Reader-Centered Writing: Rewiring Your Approach to Business Writing
As business writing consultants, one of our greatest challenges is dispelling a common myth that there’s nothing a company can do to improve writing. In a Boston focus group, one financial executive confessed that he was embarrassed by his team’s documents compared to those prepared by the London office. Yet he did nothing—he believed that there was no remedy short of sending his team back to school.
How can you shift your organization to reader-centered writing? Start at the top
A successful writing culture shift begins with leadership. When inside influencers set a new standard for clear writing, it becomes a trend.
Five ideas for achieving writing culture change at your organization
1. Identify your champions on the management team. Find leaders who
are actively involved in identifying needs and approving learning paths
attend kickoff events
stress benefits of training to people’s careers and the company.
2. Train people in a common process
Apply a consistent process—get a consistent result.

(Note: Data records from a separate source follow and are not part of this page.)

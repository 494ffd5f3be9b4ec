//! Page routes: guarded history-mode navigation.

use axum::extract::State;
use axum::http::{HeaderValue, StatusCode, Uri, header};
use axum::response::{Html, IntoResponse, Redirect, Response};
use axum_extra::extract::cookie::CookieJar;

use super::join_base;
use crate::nav::{CookieSessionReader, Navigation, RouteDefinition};
use crate::state::AppState;

/// Response header carrying the name of the rendered route.
pub const ROUTE_NAME_HEADER: &str = "x-route-name";

/// `GET <route path>` — run the guard, then serve the shell or redirect.
pub async fn page(State(state): State<AppState>, jar: CookieJar, uri: Uri) -> Response {
    let Some(path) = super::strip_base(&state.base_url, uri.path()) else {
        return shell_response(&state, StatusCode::NOT_FOUND, None);
    };

    let reader = CookieSessionReader::new(&jar, &state.session_cookie);
    match state.navigator.navigate(path, None, &reader) {
        Ok(Navigation::Arrived { route, redirects }) if redirects.is_empty() => {
            shell_response(&state, StatusCode::OK, Some(route))
        }
        Ok(Navigation::Arrived { route, redirects }) => {
            tracing::info!(from = path, to = %route.path, hops = redirects.len(), "navigation redirected");
            Redirect::temporary(&join_base(&state.base_url, &route.path)).into_response()
        }
        Ok(Navigation::NotFound { .. }) => shell_response(&state, StatusCode::NOT_FOUND, None),
        Err(e) => {
            tracing::error!(path, error = %e, "navigation failed");
            (StatusCode::INTERNAL_SERVER_ERROR, "navigation failed").into_response()
        }
    }
}

/// Last-resort fallback: the shell with a 404 so the SPA renders its own not-found view.
pub async fn not_found(State(state): State<AppState>) -> Response {
    shell_response(&state, StatusCode::NOT_FOUND, None)
}

fn shell_response(state: &AppState, status: StatusCode, route: Option<&RouteDefinition>) -> Response {
    let mut response = (status, Html(state.shell.to_string())).into_response();
    let Some(route) = route else {
        return response;
    };

    let headers = response.headers_mut();
    if let Ok(name) = HeaderValue::from_str(&route.name) {
        headers.insert(ROUTE_NAME_HEADER, name);
    }
    let chunk = join_base(&state.base_url, &format!("/{}", route.view.asset_path()));
    if let Ok(link) = HeaderValue::from_str(&format!("<{chunk}>; rel=preload; as=script")) {
        headers.insert(header::LINK, link);
    }
    response
}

Create brand uniformity throughout your company.
3. Manage and measure
Include writing in performance management.
Use a writing measurement tool to compare document quality.
4. Evaluate what works and what needs to go
Do an overhaul of boilerplate documents that are outdated.

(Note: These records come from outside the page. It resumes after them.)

use portal_router::config::AppConfig;
use portal_router::{routes, state};

#[tokio::main]
async fn main() {
    tracing_subscriber::fmt::init();

    if let Err(e) = dotenvy::dotenv() {
        tracing::debug!(error = %e, "no .env file loaded");
    }

    let config = match AppConfig::from_env() {
        Ok(config) => config,
        Err(e) => {
            tracing::error!(error = %e, "invalid configuration");
            std::process::exit(1);
        }
    };

    let navigator = match config.build_navigator() {
        Ok(navigator) => navigator,
        Err(e) => {
            tracing::error!(error = %e, "route table setup failed");
            std::process::exit(1);
        }
    };
    tracing::info!(routes = navigator.table().len(), base_url = %config.base_url, "route table loaded");

    let shell = state::load_shell(&config.dist_dir).await;
    let state = state::AppState::new(navigator, &config, shell);

    let app = routes::app(state);
    let listener = match tokio::net::TcpListener::bind(("0.0.0.0", config.port)).await {
        Ok(listener) => listener,
        Err(e) => {
            tracing::error!(port = config.port, error = %e, "failed to bind");
            std::process::exit(1);
        }
    };

    tracing::info!(port = config.port, "portal-router listening");
    if let Err(e) = axum::serve(listener, app).await {
        tracing::error!(error = %e, "server failed");
        std::process::exit(1);
    }
}
//! Session snapshot read from the client cookie.
//!
//! DESIGN
//! ======
//! The cookie holds the signed-in user serialized as JSON. The reader turns
//! it into a typed [`Session`]; anything short of a user with a non-empty
//! token collapses to [`Session::Unauthenticated`]. Reading never fails.

use axum_extra::extract::cookie::CookieJar;
use serde::{Deserialize, Serialize};

/// Default name of the session cookie.
pub const DEFAULT_SESSION_COOKIE: &str = "session";

/// User entity stored in the session cookie.
#[derive(Debug, Clone, Default, PartialEq, Eq, Serialize, Deserialize)]
pub struct User {
    #[serde(default)]
    pub token: Option<String>,
}

/// Authentication state for one navigation attempt.
#[derive(Debug, Clone, PartialEq, Eq)]
pub enum Session {
    Authenticated { token: String },
    Unauthenticated,
}

impl Session {
    /// Collapse an optional user into a session.
    #[must_use]
    pub fn from_user(user: Option<User>) -> Self {
        match user.and_then(|u| u.token) {
            Some(token) if !token.is_empty() => Self::Authenticated { token },
            _ => Self::Unauthenticated,
        }
    }

    #[must_use]
    pub fn is_authenticated(&self) -> bool {
        matches!(self, Self::Authenticated { .. })
    }
}

/// Source of session snapshots.
pub trait SessionReader {
    fn read_session(&self) -> Session;
}

impl SessionReader for Session {
    fn read_session(&self) -> Session {
        self.clone()
    }
}

/// Reads the session from a named cookie in a request's cookie jar.
pub struct CookieSessionReader<'a> {
    jar: &'a CookieJar,
    cookie_name: &'a str,
}

impl<'a> CookieSessionReader<'a> {
    #[must_use]
    pub fn new(jar: &'a CookieJar, cookie_name: &'a str) -> Self {
        Self { jar, cookie_name }
    }
}

impl SessionReader for CookieSessionReader<'_> {
    fn read_session(&self) -> Session {
        Session::from_user(read_user(self.jar, self.cookie_name))
    }
}

/// Deserialize the user stored in cookie `name`.
///
/// A missing cookie or a value that is not a JSON user yields `None`.
#[must_use]
pub fn read_user(jar: &CookieJar, name: &str) -> Option<User> {
    let raw = jar.get(name)?.value();
    match serde_json::from_str::<User>(raw) {
        Ok(user) => Some(user),
        Err(e) => {
            tracing::debug!(cookie = name, error = %e, "malformed session cookie");
            None
        }
    }
}

#[cfg(test)]
#[path = "session_test.rs"]
mod tests;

Interview customers to see how documents could better meet their needs.
5. Recognize and reward
Create awards for great documents at high-visibility events.
Communicate wins and successes.
Make clear writing a brand statement
There’s a venture capital firm where everyone wears Converse sneakers, jeans, and t-shirts. Entrepreneurs pitching their ideas arrive wearing that same uniform—an attempt to mirror the style and culture of the firm. Reader-centered writing can make a similar statement: it ties together your company’s communication style and reinforces your brand.